ロンフェイのくぐもったような声が聞こえると、アドラーは急いで近寄る。


「ロンフェイさん!」


「あ、アドちん……、ミアは?」


「ミアたんはその……ルオン先生が連れてっちゃいました」


「そっか……、……あぁ、終わってる…」


「それがその……」


そうやって、ロンフェイに自分の見た光景を話そうとしたその時、ユングの小さな呻き声も聞こえアドラーは飛び込むようにして近づいた。


「ユング!ユング!」


「あ、……アドラー……俺…」


「大丈夫……?あ、……大丈夫ですか?!ユングさん!」


「……へーきだよ、お前はホントオーバーリアクションだな」


ユングの手がアドラーの頭をくしゃりと撫でてから、ユングは座り込むとまた辺りを見渡した。

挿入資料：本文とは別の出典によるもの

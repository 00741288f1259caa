//! HTTP handlers for roaster endpoints

use axum::{
    extract::{Path, State},
    http::StatusCode,
    Json,
};
use uuid::Uuid;

use shared::schemas::{RoasterCreate, RoasterListQuery, RoasterListResponse, RoasterUpdate};

use crate::error::{AppResult, ErrorResponse};
use crate::extractors::{ValidatedJson, ValidatedQuery};
use crate::middleware::CurrentUser;
use crate::models::Roaster;
use crate::services::RoasterService;
use crate::AppState;

/// List roasters with optional name and location filters
#[utoipa::path(
    get,
    path = "/roasters",
    tag = "roasters",
    params(RoasterListQuery),
    responses(
        (status = 200, description = "Paginated roasters", body = RoasterListResponse),
        (status = 422, description = "Validation failed", body = ErrorResponse)
    )
)]
pub async fn list_roasters(
    State(state): State<AppState>,
    ValidatedQuery(query): ValidatedQuery<RoasterListQuery>,
) -> AppResult<Json<RoasterListResponse>> {
    let service = RoasterService::new(state.db);
    let response = service.list(&query).await?;
    Ok(Json(response))
}

/// Create a roaster
#[utoipa::path(
    post,
    path = "/roasters",
    tag = "roasters",
    request_body = RoasterCreate,
    responses(
        (status = 201, description = "Roaster created", body = Roaster),
        (status = 401, description = "Missing or invalid token", body = ErrorResponse),
        (status = 409, description = "Name already taken", body = ErrorResponse),
        (status = 422, description = "Validation failed", body = ErrorResponse)
    ),
    security(("bearer_auth" = []))
)]
pub async fn create_roaster(
    State(state): State<AppState>,
    current_user: CurrentUser,
    ValidatedJson(input): ValidatedJson<RoasterCreate>,
) -> AppResult<(StatusCode, Json<Roaster>)> {
    let service = RoasterService::new(state.db);
    let roaster = service.create(input, current_user.id()).await?;
    Ok((StatusCode::CREATED, Json(roaster)))
}

#[utoipa::path(
    get,
    path = "/roasters/{id}",
    tag = "roasters",
    params(("id" = Uuid, Path, description = "Roaster id")),
    responses(
        (status = 200, description = "Roaster", body = Roaster),
        (status = 404, description = "Roaster not found", body = ErrorResponse)
    )
)]
pub async fn get_roaster(
    State(state): State<AppState>,
    Path(roaster_id): Path<Uuid>,
) -> AppResult<Json<Roaster>> {
    let service = RoasterService::new(state.db);
    let roaster = service.get(roaster_id).await?;
    Ok(Json(roaster))
}

#[utoipa::path(
    put,
    path = "/roasters/{id}",
    tag = "roasters",
    params(("id" = Uuid, Path, description = "Roaster id")),
    request_body = RoasterUpdate,
    responses(
        (status = 200, description = "Roaster updated", body = Roaster),
        (status = 401, description = "Missing or invalid token", body = ErrorResponse),
        (status = 404, description = "Roaster not found", body = ErrorResponse),
        (status = 409, description = "Name already taken", body = ErrorResponse),
        (status = 422, description = "Validation failed", body = ErrorResponse)
    ),
    security(("bearer_auth" = []))
)]
pub async fn update_roaster(
    State(state): State<AppState>,
    current_user: CurrentUser,
    Path(roaster_id): Path<Uuid>,
    ValidatedJson(input): ValidatedJson<RoasterUpdate>,
) -> AppResult<Json<Roaster>> {
    let service = RoasterService::new(state.db);
    let roaster = service
        .update(roaster_id, input, current_user.id())
        .await?;
    Ok(Json(roaster))
}

/// Delete a roaster (soft delete)
#[utoipa::path(
    delete,
    path = "/roasters/{id}",
    tag = "roasters",
    params(("id" = Uuid, Path, description = "Roaster id")),
    responses(
        (status = 204, description = "Roaster deleted"),
        (status = 401, description = "Missing or invalid token", body = ErrorResponse),
        (status = 404, description = "Roaster not found", body = ErrorResponse)
    ),
    security(("bearer_auth" = []))
)]
pub async fn delete_roaster(
    State(state): State<AppState>,
    current_user: CurrentUser,
    Path(roaster_id): Path<Uuid>,
) -> AppResult<StatusCode> {
    let service = RoasterService::new(state.db);
    service.delete(roaster_id, current_user.id()).await?;
    Ok(StatusCode::NO_CONTENT)
}

/// Undo a soft delete
#[utoipa::path(
    post,
    path = "/roasters/{id}/restore",
    tag = "roasters",
    params(("id" = Uuid, Path, description = "Roaster id")),
    responses(
        (status = 200, description = "Roaster restored", body = Roaster),
        (status = 401, description = "Missing or invalid token", body = ErrorResponse),
        (status = 404, description = "Deleted roaster not found", body = ErrorResponse)
    ),
    security(("bearer_auth" = []))
)]
pub async fn restore_roaster(
    State(state): State<AppState>,
    current_user: CurrentUser,
    Path(roaster_id): Path<Uuid>,
) -> AppResult<Json<Roaster>> {
    let service = RoasterService::new(state.db);
    let roaster = service.restore(roaster_id, current_user.id()).await?;
    Ok(Json(roaster))
}
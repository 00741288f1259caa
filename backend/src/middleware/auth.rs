//! Authentication middleware
//!
//! Bearer tokens are Supabase access tokens validated with the configured
//! secret. Protected route groups use [`auth_middleware`]; handlers that
//! mix public and protected methods take [`CurrentUser`] directly.

use axum::{
    extract::{FromRef, FromRequestParts, Request, State},
    http::{request::Parts, HeaderMap},
    middleware::Next,
    response::Response,
};
use axum_extra::headers::{authorization::Bearer, Authorization, HeaderMapExt};

use crate::error::{AppError, AppResult};
use crate::security::validate_access_token;
use crate::AppState;

/// Authenticated user information extracted from the access token
#[derive(Clone, Debug)]
pub struct AuthUser {
    /// Token subject
    pub user_id: String,
    pub email: Option<String>,
    pub role: String,
    pub session_id: Option<String>,
}

fn authenticate(headers: &HeaderMap, state: &AppState) -> AppResult<AuthUser> {
    let bearer = headers
        .typed_get::<Authorization<Bearer>>()
        .ok_or_else(|| AppError::Unauthorized("Not authenticated".to_string()))?;

    let claims = validate_access_token(
        bearer.token(),
        state.config.jwt_secret(),
        &state.config.algorithm,
    )?;

    Ok(AuthUser {
        user_id: claims.sub,
        email: claims.email,
        role: claims.role.unwrap_or_else(|| "authenticated".to_string()),
        session_id: claims.session_id,
    })
}

/// Rejects requests without a valid bearer token and stores the
/// [`AuthUser`] in request extensions
pub async fn auth_middleware(
    State(state): State<AppState>,
    mut request: Request,
    next: Next,
) -> AppResult<Response> {
    let user = authenticate(request.headers(), &state)?;
    tracing::debug!(user_id = %user.user_id, "Authenticated request");

    request.extensions_mut().insert(user);
    Ok(next.run(request).await)
}

/// Extractor for the authenticated user
#[derive(Clone, Debug)]
pub struct CurrentUser(pub AuthUser);

impl CurrentUser {
    pub fn id(&self) -> &str {
        &self.0.user_id
    }
}

#[axum::async_trait]
impl<S> FromRequestParts<S> for CurrentUser
where
    AppState: FromRef<S>,
    S: Send + Sync,
{
    type Rejection = AppError;

    async fn from_request_parts(parts: &mut Parts, state: &S) -> Result<Self, Self::Rejection> {
        if let Some(user) = parts.extensions.get::<AuthUser>() {
            return Ok(CurrentUser(user.clone()));
        }

        let state = AppState::from_ref(state);
        authenticate(&parts.headers, &state).map(CurrentUser)
    }
}

/// Only the owner of a resource may access it
pub fn require_user_access(current_user_id: &str, owner_id: &str) -> AppResult<()> {
    if current_user_id == owner_id {
        Ok(())
    } else {
        Err(AppError::Forbidden(
            "Not authorized to access this resource".to_string(),
        ))
    }
}

#[cfg(test)]
mod tests {
    use super::*;

    #[test]
    fn test_require_user_access() {
        assert!(require_user_access("user-1", "user-1").is_ok());
        assert!(matches!(
            require_user_access("user-1", "user-2"),
            Err(AppError::Forbidden(_))
        ));
    }
}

ロンフェイはアドラーと目を合わせ、口を開く。


「それで……、あの後どうなったの、アドちん」


「それが……ユングさんが倒れて、それでミアたんも倒れて……それで、……ええと……あれ…?」


アドラーは、すっぽりとそこだけ記憶が霧がかっていた。

確かにユングが起きる前は鮮明に覚えていたはずなのに。

何があったか、どうしていたか、どうにか頭をひねり続ける。


「ミアたんが……起きて……一人で…倒してました……」


「一人で…?」


ロンフェイもユングも怪訝な顔をしてアドラーを見るも、そうしかないとアドラーは言い続けた。

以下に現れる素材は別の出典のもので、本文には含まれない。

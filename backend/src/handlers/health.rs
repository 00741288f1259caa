//! Health check handlers

use axum::{extract::State, Json};
use serde::Serialize;
use utoipa::ToSchema;

use crate::db::check_connection;
use crate::AppState;

#[derive(Serialize, ToSchema)]
pub struct HealthResponse {
    pub status: String,
    pub service: String,
    pub version: String,
    pub environment: String,
    #[serde(skip_serializing_if = "Option::is_none")]
    pub database: Option<String>,
}

#[derive(Serialize)]
pub struct RootResponse {
    pub message: String,
    pub version: String,
    pub health: String,
}

/// Root endpoint
pub async fn root(State(state): State<AppState>) -> Json<RootResponse> {
    Json(RootResponse {
        message: format!("Welcome to {}", state.config.project_name),
        version: state.config.version.clone(),
        health: "/health".to_string(),
    })
}

/// Liveness check; does not touch the database
pub async fn liveness(State(state): State<AppState>) -> Json<HealthResponse> {
    Json(HealthResponse {
        status: "healthy".to_string(),
        service: state.config.project_name.clone(),
        version: state.config.version.clone(),
        environment: state.config.environment.clone(),
        database: None,
    })
}

/// Health check endpoint handler
#[utoipa::path(
    get,
    path = "/health",
    tag = "health",
    responses(
        (status = 200, description = "Service and database status", body = HealthResponse)
    )
)]
pub async fn health_check(State(state): State<AppState>) -> Json<HealthResponse> {
    // Check database connectivity
    let (status, database) = if check_connection(&state.db).await {
        ("healthy", "connected")
    } else {
        ("degraded", "disconnected")
    };

    Json(HealthResponse {
        status: status.to_string(),
        service: state.config.project_name.clone(),
        version: state.config.version.clone(),
        environment: state.config.environment.clone(),
        database: Some(database.to_string()),
    })
}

「ルオン先生は終わってから来たんです、ミアたんが倒れた時アドちんは何も出来なくて……それで、起きたミアたんが、倒したことは覚えてるんです!どうやって倒したのかは……あんまり、覚えてないんですけど……」


二人はそうやって尾を切れずに言葉を紡ぎ続けるアドラーに、パニックで記憶が混濁しているのだろうと結論付けた。

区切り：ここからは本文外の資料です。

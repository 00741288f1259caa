//! Business rules against a real Postgres
//!
//! Each test gets a fresh database with the migrations applied. They need
//! `DATABASE_URL` pointing at a server that allows creating databases, so
//! they are ignored by default: `make test-db` runs them.
//!
//! Covers:
//! - Name uniqueness and not-found rules in the catalogue services
//! - Tasting session ownership
//! - Soft delete, restore and flavor tag revival
//! - LIKE escaping and pagination totals

use serde_json::json;
use sqlx::PgPool;
use uuid::Uuid;

use coffee_tasting::error::AppError;
use coffee_tasting::models::{BrewMethod, GrindSize, ProcessingMethod, RoastLevel};
use coffee_tasting::repositories::{FlavorTagRepository, TastingRepository, USER_HISTORY_LIMIT};
use coffee_tasting::services::{CoffeeService, FlavorTagService, RoasterService, TastingService};
use shared::schemas::{
    CoffeeCreate, CoffeeListQuery, CoffeeUpdate, FlavorTagCreate, FlavorTagListQuery,
    FlavorTagUpdate, RoasterCreate, RoasterListQuery, TastingListQuery, TastingNoteCreate,
    TastingSessionCreate, TastingSessionUpdate,
};

const ALICE: &str = "user-alice";
const BOB: &str = "user-bob";

fn from_json<T: serde::de::DeserializeOwned>(value: serde_json::Value) -> T {
    serde_json::from_value(value).unwrap()
}

async fn roaster(pool: &PgPool, name: &str) -> Uuid {
    RoasterService::new(pool.clone())
        .create(from_json::<RoasterCreate>(json!({ "name": name })), ALICE)
        .await
        .unwrap()
        .id
}

async fn coffee(pool: &PgPool, roaster_id: Uuid, name: &str) -> Uuid {
    let input: CoffeeCreate = from_json(json!({
        "name": name,
        "roaster_id": roaster_id,
        "processing_method": "washed",
        "roast_level": "medium_light",
    }));
    CoffeeService::new(pool.clone())
        .create(input, ALICE)
        .await
        .unwrap()
        .id
}

fn session_input(coffee_id: Uuid, notes: serde_json::Value) -> TastingSessionCreate {
    from_json(json!({
        "coffee_id": coffee_id,
        "brew_method": "v60",
        "grind_size": "medium_fine",
        "overall_rating": 8,
        "tasting_notes": notes,
    }))
}

fn tag_input(name: &str, category: Option<&str>) -> FlavorTagCreate {
    from_json(json!({ "name": name, "category": category }))
}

動けるようになったかユングとロンフェイは立ち上がると、アドラーも慌てて立ち上がる。


「それで、報酬は?」


「これです、その……アーティファクトなので、性能がなにかは分かりませんが」


「おい!……アドラー!それ絶対ミアに言うなよ!」


「えっ?」


「俺らで奪おう!ミアは……あいつはアーティファクト何個も持ってるんだから!」


「えぇ……」


ユングの提案にアドラーは困惑している横でロンフェイは取り出したアーティファクトからカメラのようなものを持ち上げると、声を出した。


「ユンくん、これ自分の頭で想像したものを紙に映してくれるアーティファクトだよ」


「……ユングさん!これは私達三人が独占しましょう!」


「そうだろそうだろ?!」


「はぁ……、まあ、俺はいいから二人で分けておいてよ」


アドラーまで乗り気になったところでロンフェイは仲間抜けすると、アーティファクトを眺めて悶々と語り合っているユングとアドラーを放り出して踏破した迷宮をまた歩き始める。


「それにしても……ミアちんが、……俺の力なしで独りで、か……」


そこに猛烈な違和感と恐怖感を覚えながら、ロンフェイは来た道を戻るように、階段を昇っていく。



「……ミア……会いたい……」



見上げた先にあるのは、どこまでも広い迷宮の道だけだった。